» **EXERCISE**:
Every line of the entries below that carries the string "struct" should be copied.

» **DATA**:
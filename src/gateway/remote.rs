use std::sync::Arc;

use async_trait::async_trait;
use reqwest::{Client, Response};

use crate::{
    dto::{
        auth::{LoginRequest, LoginResponse},
        orders::{CreateOrderRequest, OrderDocument},
    },
    error::RemoteError,
    models::Order,
    response::SuccessFlag,
};

/// The REST surface of the remote order service.
#[async_trait]
pub trait StorefrontApi: Send + Sync {
    async fn login(&self, request: &LoginRequest) -> Result<LoginResponse, RemoteError>;

    async fn create_order(&self, order: &Order) -> Result<Order, RemoteError>;

    /// Orders newest-first, as the service stores them.
    async fn list_orders(&self) -> Result<Vec<Order>, RemoteError>;

    async fn delete_order(&self, order_id: i64) -> Result<(), RemoteError>;
}

#[async_trait]
impl<T: StorefrontApi + ?Sized> StorefrontApi for Arc<T> {
    async fn login(&self, request: &LoginRequest) -> Result<LoginResponse, RemoteError> {
        (**self).login(request).await
    }

    async fn create_order(&self, order: &Order) -> Result<Order, RemoteError> {
        (**self).create_order(order).await
    }

    async fn list_orders(&self) -> Result<Vec<Order>, RemoteError> {
        (**self).list_orders().await
    }

    async fn delete_order(&self, order_id: i64) -> Result<(), RemoteError> {
        (**self).delete_order(order_id).await
    }
}

#[derive(Debug, Clone)]
pub struct HttpStorefrontApi {
    client: Client,
    base_url: String,
}

impl HttpStorefrontApi {
    pub fn new(base_url: impl Into<String>) -> Self {
        Self::with_client(Client::new(), base_url)
    }

    pub fn with_client(client: Client, base_url: impl Into<String>) -> Self {
        let base_url = base_url.into().trim_end_matches('/').to_string();
        Self { client, base_url }
    }

    fn url(&self, path: &str) -> String {
        format!("{}/{}", self.base_url, path)
    }
}

#[async_trait]
impl StorefrontApi for HttpStorefrontApi {
    async fn login(&self, request: &LoginRequest) -> Result<LoginResponse, RemoteError> {
        let response = self.client.post(self.url("login")).json(request).send().await?;
        let status = response.status();
        // Rejections come back as non-2xx with a login-shaped body.
        match response.json::<LoginResponse>().await {
            Ok(body) => Ok(body),
            Err(err) if status.is_success() => Err(err.into()),
            Err(_) => Err(RemoteError::Status(status)),
        }
    }

    async fn create_order(&self, order: &Order) -> Result<Order, RemoteError> {
        let response = self
            .client
            .post(self.url("orders"))
            .json(&CreateOrderRequest::from(order))
            .send()
            .await?;
        let doc: OrderDocument = ensure_success(response)?.json().await?;
        Ok(doc.into())
    }

    async fn list_orders(&self) -> Result<Vec<Order>, RemoteError> {
        let response = self.client.get(self.url("orders")).send().await?;
        let docs: Vec<OrderDocument> = ensure_success(response)?.json().await?;
        Ok(docs.into_iter().map(Order::from).collect())
    }

    async fn delete_order(&self, order_id: i64) -> Result<(), RemoteError> {
        let response = self
            .client
            .delete(self.url(&format!("orders/{order_id}")))
            .send()
            .await?;
        let flag: SuccessFlag = ensure_success(response)?.json().await?;
        if !flag.success {
            return Err(RemoteError::Rejected(format!("delete of order {order_id}")));
        }
        Ok(())
    }
}

fn ensure_success(response: Response) -> Result<Response, RemoteError> {
    let status = response.status();
    if !status.is_success() {
        return Err(RemoteError::Status(status));
    }
    Ok(response)
}
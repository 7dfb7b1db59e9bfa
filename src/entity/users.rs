use sea_orm::entity::prelude::*;

#[derive(Clone, Debug, PartialEq, DeriveEntityModel)]
#[sea_orm(table_name = "users")]
pub struct Model {
    #[sea_orm(primary_key, auto_increment = false)]
    pub id: Uuid,
    #[sea_orm(unique)]
    pub email: String,
    pub password_hash: String,
    pub created_at: DateTimeWithTimeZone,
}

#[derive(Copy, Clone, Debug, EnumIter, DeriveRelation)]
pub enum Relation {
    #[sea_orm(has_many = "super::audit_logs::Entity")]
    AuditLogs,
}

impl Related<super::audit_logs::Entity> for Entity {
    fn to() -> RelationDef {
        Relation::AuditLogs.def()
    }
}

impl ActiveModelBehavior for ActiveModel {}
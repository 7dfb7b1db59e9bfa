use anyhow::Context;
use storefront::{
    config::AppConfig,
    db::{create_pool, run_migrations},
};

#[tokio::main]
async fn main() -> anyhow::Result<()> {
    dotenvy::dotenv().ok();
    let config = AppConfig::from_env()?;
    let database_url = config
        .database_url
        .context("DATABASE_URL must be set to run migrations")?;
    let pool = create_pool(&database_url).await?;
    run_migrations(&pool).await?;
    println!("Migrations applied");
    Ok(())
}
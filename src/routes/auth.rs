use axum::{Json, Router, extract::State, routing::post};

use crate::{
    dto::auth::{LoginRequest, LoginResponse},
    error::AppResult,
    response::ErrorBody,
    services::auth_service::login_user,
    state::AppState,
};

pub fn router() -> Router<AppState> {
    Router::new().route("/login", post(login))
}

#[utoipa::path(
    post,
    path = "/api/login",
    request_body = LoginRequest,
    responses(
        (status = 200, description = "Signed in; unknown emails are registered", body = LoginResponse),
        (status = 400, description = "Missing email or password", body = ErrorBody),
        (status = 401, description = "Invalid credentials", body = ErrorBody)
    ),
    tag = "Auth"
)]
pub async fn login(
    State(state): State<AppState>,
    Json(payload): Json<LoginRequest>,
) -> AppResult<Json<LoginResponse>> {
    let resp = login_user(state.repo.as_ref(), payload).await?;
    Ok(Json(resp))
}
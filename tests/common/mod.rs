#![allow(dead_code)]

use std::{net::SocketAddr, path::Path, sync::Arc};

use axum::Router;
use storefront::{
    catalog::Catalog, repository::InMemoryRepository, routes::create_app, state::AppState,
};

/// Serves `app` on an ephemeral local port and returns its address.
pub async fn serve(app: Router) -> SocketAddr {
    let listener = tokio::net::TcpListener::bind("127.0.0.1:0").await.unwrap();
    let addr = listener.local_addr().unwrap();
    tokio::spawn(async move {
        axum::serve(listener, app).await.unwrap();
    });
    addr
}

/// Starts the real service over an in-memory repository.
pub async fn spawn_service() -> (String, Arc<InMemoryRepository>) {
    let repo = Arc::new(InMemoryRepository::new());
    let state = AppState::new(repo.clone(), Arc::new(Catalog::seeded()));
    let addr = serve(create_app(state, Path::new("no-such-static-dir"))).await;
    (format!("http://{addr}/api"), repo)
}

/// A base URL nothing listens on.
pub async fn unreachable_base_url() -> String {
    let listener = tokio::net::TcpListener::bind("127.0.0.1:0").await.unwrap();
    let addr = listener.local_addr().unwrap();
    drop(listener);
    format!("http://{addr}/api")
}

» **OUTPUT OF THE TASK**:
pub struct HttpStorefrontApi {
pub struct Model {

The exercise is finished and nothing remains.